> _Try it_: Your task is to find every line in the records that holds the string "between" and copy it.

[Stored data entries]
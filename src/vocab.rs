//! Symbol vocabulary.
//!
//! A [`Vocabulary`] is a bijection between the distinct symbols of a corpus
//! and dense ids `0..len`, assigned in first-occurrence order. Symbols are
//! either single characters or whitespace-delimited words, depending on the
//! [`SymbolLevel`].

use std::collections::HashMap;

use serde::{Deserialize, Serialize};

/// Granularity of a symbol.
#[derive(
    Debug, Clone, Copy, Default, PartialEq, Eq, Hash, Serialize, Deserialize, clap::ValueEnum,
)]
#[serde(rename_all = "lowercase")]
pub enum SymbolLevel {
    /// One symbol per character.
    #[default]
    Char,
    /// One symbol per whitespace-delimited word.
    Word,
}

impl SymbolLevel {
    /// Split text into symbols.
    pub fn split(&self, text: &str) -> Vec<String> {
        match self {
            Self::Char => text.chars().map(String::from).collect(),
            Self::Word => text.split_whitespace().map(String::from).collect(),
        }
    }

    /// Join symbols back into text (concatenation for characters, single
    /// spaces for words).
    pub fn join<S: AsRef<str>>(&self, symbols: &[S]) -> String {
        let separator = self.separator();
        let mut out = String::new();
        for (i, s) in symbols.iter().enumerate() {
            if i > 0 {
                out.push_str(separator);
            }
            out.push_str(s.as_ref());
        }
        out
    }

    /// Separator placed between adjacent symbols when joining.
    pub fn separator(&self) -> &'static str {
        match self {
            Self::Char => "",
            Self::Word => " ",
        }
    }

    /// Get the level name as a static string.
    pub fn as_str(&self) -> &'static str {
        match self {
            Self::Char => "char",
            Self::Word => "word",
        }
    }
}

/// Bijective symbol <-> id mapping.
///
/// Persisted as the plain list of symbols in id order.
///
/// # Example
///
/// ```
/// use nano_textgen::vocab::{SymbolLevel, Vocabulary};
///
/// let vocab = Vocabulary::build(SymbolLevel::Char.split("abcabc"));
/// assert_eq!(vocab.len(), 3);
/// assert_eq!(vocab.id("b"), Some(1));
/// assert_eq!(vocab.symbol(2), Some("c"));
/// ```
#[derive(Debug, Clone, Default, PartialEq, Serialize, Deserialize)]
#[serde(try_from = "Vec<String>", into = "Vec<String>")]
pub struct Vocabulary {
    symbols: Vec<String>,
    ids: HashMap<String, u32>,
}

impl Vocabulary {
    /// Build a vocabulary from a symbol sequence, ids in first-occurrence order.
    pub fn build<I, S>(symbols: I) -> Self
    where
        I: IntoIterator<Item = S>,
        S: Into<String>,
    {
        let mut vocab = Self::default();
        for symbol in symbols {
            vocab.insert(symbol.into());
        }
        vocab
    }

    fn insert(&mut self, symbol: String) -> u32 {
        if let Some(&id) = self.ids.get(&symbol) {
            return id;
        }
        let id = self.symbols.len() as u32;
        self.ids.insert(symbol.clone(), id);
        self.symbols.push(symbol);
        id
    }

    /// Number of distinct symbols.
    pub fn len(&self) -> usize {
        self.symbols.len()
    }

    /// Whether the vocabulary is empty.
    pub fn is_empty(&self) -> bool {
        self.symbols.is_empty()
    }

    /// Id of a symbol, if known.
    pub fn id(&self, symbol: &str) -> Option<u32> {
        self.ids.get(symbol).copied()
    }

    /// Symbol for an id, if in range.
    pub fn symbol(&self, id: u32) -> Option<&str> {
        self.symbols.get(id as usize).map(String::as_str)
    }

    /// All symbols in id order.
    pub fn symbols(&self) -> &[String] {
        &self.symbols
    }

    /// Encode symbols to ids, dropping the ones not in the vocabulary.
    pub fn encode_known<S: AsRef<str>>(&self, symbols: &[S]) -> Vec<u32> {
        symbols.iter().filter_map(|s| self.id(s.as_ref())).collect()
    }

    /// Encode symbols to ids, mapping unknown symbols to `fallback`.
    pub fn encode_or<S: AsRef<str>>(&self, symbols: &[S], fallback: u32) -> Vec<u32> {
        symbols
            .iter()
            .map(|s| self.id(s.as_ref()).unwrap_or(fallback))
            .collect()
    }
}

impl TryFrom<Vec<String>> for Vocabulary {
    type Error = String;

    fn try_from(symbols: Vec<String>) -> std::result::Result<Self, Self::Error> {
        let mut vocab = Self::default();
        for symbol in symbols {
            if vocab.ids.contains_key(&symbol) {
                return Err(format!("duplicate vocabulary symbol {symbol:?}"));
            }
            vocab.insert(symbol);
        }
        Ok(vocab)
    }
}

impl From<Vocabulary> for Vec<String> {
    fn from(vocab: Vocabulary) -> Self {
        vocab.symbols
    }
}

> _Solution to the problem_:
//! A [`Vocabulary`] is a bijection between the distinct symbols of a corpus
    /// Separator placed between adjacent symbols when joining.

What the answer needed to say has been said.